WHAT TO WORK ON: Check each line of the entries below for the word "ChatProvider", and copy out the ones that have it.
(DATA EXTRACT Opens)
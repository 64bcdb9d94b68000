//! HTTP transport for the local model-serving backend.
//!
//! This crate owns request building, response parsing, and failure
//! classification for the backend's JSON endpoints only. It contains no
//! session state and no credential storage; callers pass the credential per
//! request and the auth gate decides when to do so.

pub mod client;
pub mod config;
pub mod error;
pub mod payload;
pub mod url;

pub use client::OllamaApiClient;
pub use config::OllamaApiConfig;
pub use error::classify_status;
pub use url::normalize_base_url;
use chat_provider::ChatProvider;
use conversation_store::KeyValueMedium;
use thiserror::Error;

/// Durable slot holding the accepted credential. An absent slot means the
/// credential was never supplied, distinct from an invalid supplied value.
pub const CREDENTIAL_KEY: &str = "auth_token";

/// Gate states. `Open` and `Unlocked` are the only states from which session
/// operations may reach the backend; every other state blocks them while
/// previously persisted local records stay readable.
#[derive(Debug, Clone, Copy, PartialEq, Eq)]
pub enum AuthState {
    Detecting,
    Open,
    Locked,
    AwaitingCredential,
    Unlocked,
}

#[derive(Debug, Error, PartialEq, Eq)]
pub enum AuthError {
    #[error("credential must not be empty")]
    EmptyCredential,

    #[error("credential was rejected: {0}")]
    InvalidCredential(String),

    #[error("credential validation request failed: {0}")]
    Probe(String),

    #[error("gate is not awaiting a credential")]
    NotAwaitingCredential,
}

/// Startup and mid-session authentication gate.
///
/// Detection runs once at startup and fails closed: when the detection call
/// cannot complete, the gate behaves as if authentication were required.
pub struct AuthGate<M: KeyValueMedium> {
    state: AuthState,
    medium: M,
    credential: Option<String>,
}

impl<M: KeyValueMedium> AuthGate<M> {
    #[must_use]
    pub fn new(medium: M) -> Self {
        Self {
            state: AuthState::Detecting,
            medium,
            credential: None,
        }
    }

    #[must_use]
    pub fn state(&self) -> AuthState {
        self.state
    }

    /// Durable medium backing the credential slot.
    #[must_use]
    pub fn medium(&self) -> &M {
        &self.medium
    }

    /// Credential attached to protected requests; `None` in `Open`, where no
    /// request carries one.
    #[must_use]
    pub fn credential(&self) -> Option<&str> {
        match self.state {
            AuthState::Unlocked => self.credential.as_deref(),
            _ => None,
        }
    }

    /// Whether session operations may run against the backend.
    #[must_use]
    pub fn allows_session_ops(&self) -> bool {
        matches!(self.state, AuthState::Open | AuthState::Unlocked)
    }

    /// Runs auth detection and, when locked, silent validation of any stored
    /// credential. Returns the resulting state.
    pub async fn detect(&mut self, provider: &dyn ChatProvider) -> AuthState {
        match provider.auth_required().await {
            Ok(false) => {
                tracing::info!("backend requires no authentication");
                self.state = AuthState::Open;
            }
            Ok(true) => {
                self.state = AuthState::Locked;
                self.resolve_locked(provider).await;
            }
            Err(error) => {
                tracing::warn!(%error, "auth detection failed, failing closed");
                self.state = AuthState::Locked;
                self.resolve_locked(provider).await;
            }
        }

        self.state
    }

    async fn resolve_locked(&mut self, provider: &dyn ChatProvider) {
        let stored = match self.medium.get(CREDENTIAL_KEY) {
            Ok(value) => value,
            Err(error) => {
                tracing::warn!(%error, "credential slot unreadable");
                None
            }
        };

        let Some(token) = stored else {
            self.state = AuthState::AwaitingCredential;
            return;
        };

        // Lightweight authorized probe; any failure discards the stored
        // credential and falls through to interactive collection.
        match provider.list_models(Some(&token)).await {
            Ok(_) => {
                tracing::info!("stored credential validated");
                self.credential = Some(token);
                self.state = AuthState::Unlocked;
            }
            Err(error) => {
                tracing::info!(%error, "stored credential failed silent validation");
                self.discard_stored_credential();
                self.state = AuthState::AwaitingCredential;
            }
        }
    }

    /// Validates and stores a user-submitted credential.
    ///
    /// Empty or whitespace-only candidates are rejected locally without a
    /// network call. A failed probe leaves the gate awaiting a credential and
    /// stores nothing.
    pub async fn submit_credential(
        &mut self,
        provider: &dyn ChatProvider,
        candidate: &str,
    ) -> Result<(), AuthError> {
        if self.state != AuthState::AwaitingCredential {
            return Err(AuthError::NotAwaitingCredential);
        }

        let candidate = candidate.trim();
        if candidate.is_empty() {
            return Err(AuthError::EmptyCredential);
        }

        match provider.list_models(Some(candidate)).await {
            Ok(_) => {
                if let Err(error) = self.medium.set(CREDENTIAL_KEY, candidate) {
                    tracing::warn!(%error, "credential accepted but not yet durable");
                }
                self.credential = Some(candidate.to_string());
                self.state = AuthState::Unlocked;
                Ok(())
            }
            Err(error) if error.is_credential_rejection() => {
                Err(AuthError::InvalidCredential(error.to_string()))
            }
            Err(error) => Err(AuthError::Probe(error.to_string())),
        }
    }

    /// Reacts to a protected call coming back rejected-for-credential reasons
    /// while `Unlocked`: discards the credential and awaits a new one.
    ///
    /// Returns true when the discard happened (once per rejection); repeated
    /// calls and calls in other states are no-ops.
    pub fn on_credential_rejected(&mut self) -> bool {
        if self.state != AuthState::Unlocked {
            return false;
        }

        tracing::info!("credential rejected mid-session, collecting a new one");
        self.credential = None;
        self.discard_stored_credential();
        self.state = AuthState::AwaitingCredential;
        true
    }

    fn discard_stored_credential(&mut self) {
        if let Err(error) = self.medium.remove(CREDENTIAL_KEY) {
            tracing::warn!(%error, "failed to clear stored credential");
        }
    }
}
(DATA EXTRACT Closes)
(DATA EXTRACT Opens)
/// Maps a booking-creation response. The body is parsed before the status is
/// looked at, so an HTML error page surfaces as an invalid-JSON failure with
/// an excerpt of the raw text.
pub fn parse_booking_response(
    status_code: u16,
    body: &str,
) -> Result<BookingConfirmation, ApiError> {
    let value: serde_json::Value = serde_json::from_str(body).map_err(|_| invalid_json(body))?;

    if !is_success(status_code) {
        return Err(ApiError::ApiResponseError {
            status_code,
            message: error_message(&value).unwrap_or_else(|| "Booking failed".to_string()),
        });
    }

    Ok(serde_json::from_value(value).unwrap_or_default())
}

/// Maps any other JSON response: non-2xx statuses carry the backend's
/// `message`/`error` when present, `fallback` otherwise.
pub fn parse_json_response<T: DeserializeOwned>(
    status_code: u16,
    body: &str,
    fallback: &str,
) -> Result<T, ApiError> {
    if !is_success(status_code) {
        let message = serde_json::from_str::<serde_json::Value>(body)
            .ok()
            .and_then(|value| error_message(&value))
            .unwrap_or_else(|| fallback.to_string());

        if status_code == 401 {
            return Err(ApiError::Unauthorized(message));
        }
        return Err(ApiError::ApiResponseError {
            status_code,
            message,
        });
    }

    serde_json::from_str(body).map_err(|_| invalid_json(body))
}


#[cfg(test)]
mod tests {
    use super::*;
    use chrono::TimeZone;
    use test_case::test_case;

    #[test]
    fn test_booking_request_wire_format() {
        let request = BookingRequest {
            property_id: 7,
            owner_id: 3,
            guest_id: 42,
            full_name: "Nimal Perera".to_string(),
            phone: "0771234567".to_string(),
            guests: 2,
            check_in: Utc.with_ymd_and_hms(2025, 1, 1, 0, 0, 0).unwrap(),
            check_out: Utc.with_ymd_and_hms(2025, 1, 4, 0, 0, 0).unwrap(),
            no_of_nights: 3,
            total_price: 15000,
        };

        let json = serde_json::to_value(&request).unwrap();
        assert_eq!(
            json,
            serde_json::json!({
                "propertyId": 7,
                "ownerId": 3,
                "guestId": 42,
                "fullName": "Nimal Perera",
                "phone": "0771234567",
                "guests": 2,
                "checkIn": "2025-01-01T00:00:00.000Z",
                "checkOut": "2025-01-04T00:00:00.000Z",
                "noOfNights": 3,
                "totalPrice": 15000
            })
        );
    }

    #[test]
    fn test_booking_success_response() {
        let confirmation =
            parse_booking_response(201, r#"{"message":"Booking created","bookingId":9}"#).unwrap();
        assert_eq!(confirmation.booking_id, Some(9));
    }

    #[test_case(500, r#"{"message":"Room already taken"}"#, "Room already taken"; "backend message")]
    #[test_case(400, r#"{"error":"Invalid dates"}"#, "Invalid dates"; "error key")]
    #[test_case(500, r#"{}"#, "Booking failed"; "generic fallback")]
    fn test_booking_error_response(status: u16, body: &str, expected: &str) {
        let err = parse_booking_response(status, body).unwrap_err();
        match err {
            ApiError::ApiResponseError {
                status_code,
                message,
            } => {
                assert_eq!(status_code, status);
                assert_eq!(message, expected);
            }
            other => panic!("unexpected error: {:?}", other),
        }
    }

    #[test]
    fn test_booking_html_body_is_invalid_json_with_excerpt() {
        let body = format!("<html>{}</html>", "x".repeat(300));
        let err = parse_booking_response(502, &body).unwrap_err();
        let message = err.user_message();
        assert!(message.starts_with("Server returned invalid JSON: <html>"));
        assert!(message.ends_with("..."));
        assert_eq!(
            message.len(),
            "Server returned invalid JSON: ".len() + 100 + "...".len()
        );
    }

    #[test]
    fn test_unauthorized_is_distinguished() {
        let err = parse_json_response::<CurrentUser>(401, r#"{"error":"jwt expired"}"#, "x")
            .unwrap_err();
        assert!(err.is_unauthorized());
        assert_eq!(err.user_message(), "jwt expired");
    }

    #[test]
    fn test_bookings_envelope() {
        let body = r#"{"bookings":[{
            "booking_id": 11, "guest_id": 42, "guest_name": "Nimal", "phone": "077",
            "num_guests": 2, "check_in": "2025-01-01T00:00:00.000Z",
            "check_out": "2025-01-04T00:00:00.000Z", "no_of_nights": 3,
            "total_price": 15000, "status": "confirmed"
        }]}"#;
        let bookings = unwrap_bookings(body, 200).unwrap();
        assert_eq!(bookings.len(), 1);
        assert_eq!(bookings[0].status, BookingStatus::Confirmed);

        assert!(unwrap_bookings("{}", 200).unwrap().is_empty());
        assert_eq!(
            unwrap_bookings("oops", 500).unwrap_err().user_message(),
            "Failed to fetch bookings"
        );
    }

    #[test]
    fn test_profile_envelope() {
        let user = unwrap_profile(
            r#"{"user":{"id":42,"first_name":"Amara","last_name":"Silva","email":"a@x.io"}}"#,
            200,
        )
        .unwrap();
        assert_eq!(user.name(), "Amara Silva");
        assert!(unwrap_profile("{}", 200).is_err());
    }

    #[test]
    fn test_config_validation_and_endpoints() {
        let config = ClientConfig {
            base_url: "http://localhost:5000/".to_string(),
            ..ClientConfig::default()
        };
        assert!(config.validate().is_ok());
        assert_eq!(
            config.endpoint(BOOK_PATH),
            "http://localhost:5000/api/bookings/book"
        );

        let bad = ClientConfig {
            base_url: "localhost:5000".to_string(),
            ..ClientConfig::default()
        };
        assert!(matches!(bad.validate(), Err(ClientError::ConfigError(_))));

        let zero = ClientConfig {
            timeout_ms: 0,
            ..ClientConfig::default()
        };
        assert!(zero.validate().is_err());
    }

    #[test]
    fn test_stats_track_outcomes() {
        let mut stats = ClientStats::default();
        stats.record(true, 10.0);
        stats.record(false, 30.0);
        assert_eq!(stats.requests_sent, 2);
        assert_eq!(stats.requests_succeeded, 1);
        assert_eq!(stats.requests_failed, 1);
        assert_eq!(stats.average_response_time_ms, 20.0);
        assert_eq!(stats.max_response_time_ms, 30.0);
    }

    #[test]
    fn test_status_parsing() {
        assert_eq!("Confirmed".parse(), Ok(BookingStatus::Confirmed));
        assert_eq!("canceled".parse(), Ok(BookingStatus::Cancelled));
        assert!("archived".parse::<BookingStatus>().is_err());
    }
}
(DATA EXTRACT Closes)
COMPLETED TASK:
use chat_provider::ChatProvider;
    pub async fn detect(&mut self, provider: &dyn ChatProvider) -> AuthState {
    async fn resolve_locked(&mut self, provider: &dyn ChatProvider) {
        provider: &dyn ChatProvider,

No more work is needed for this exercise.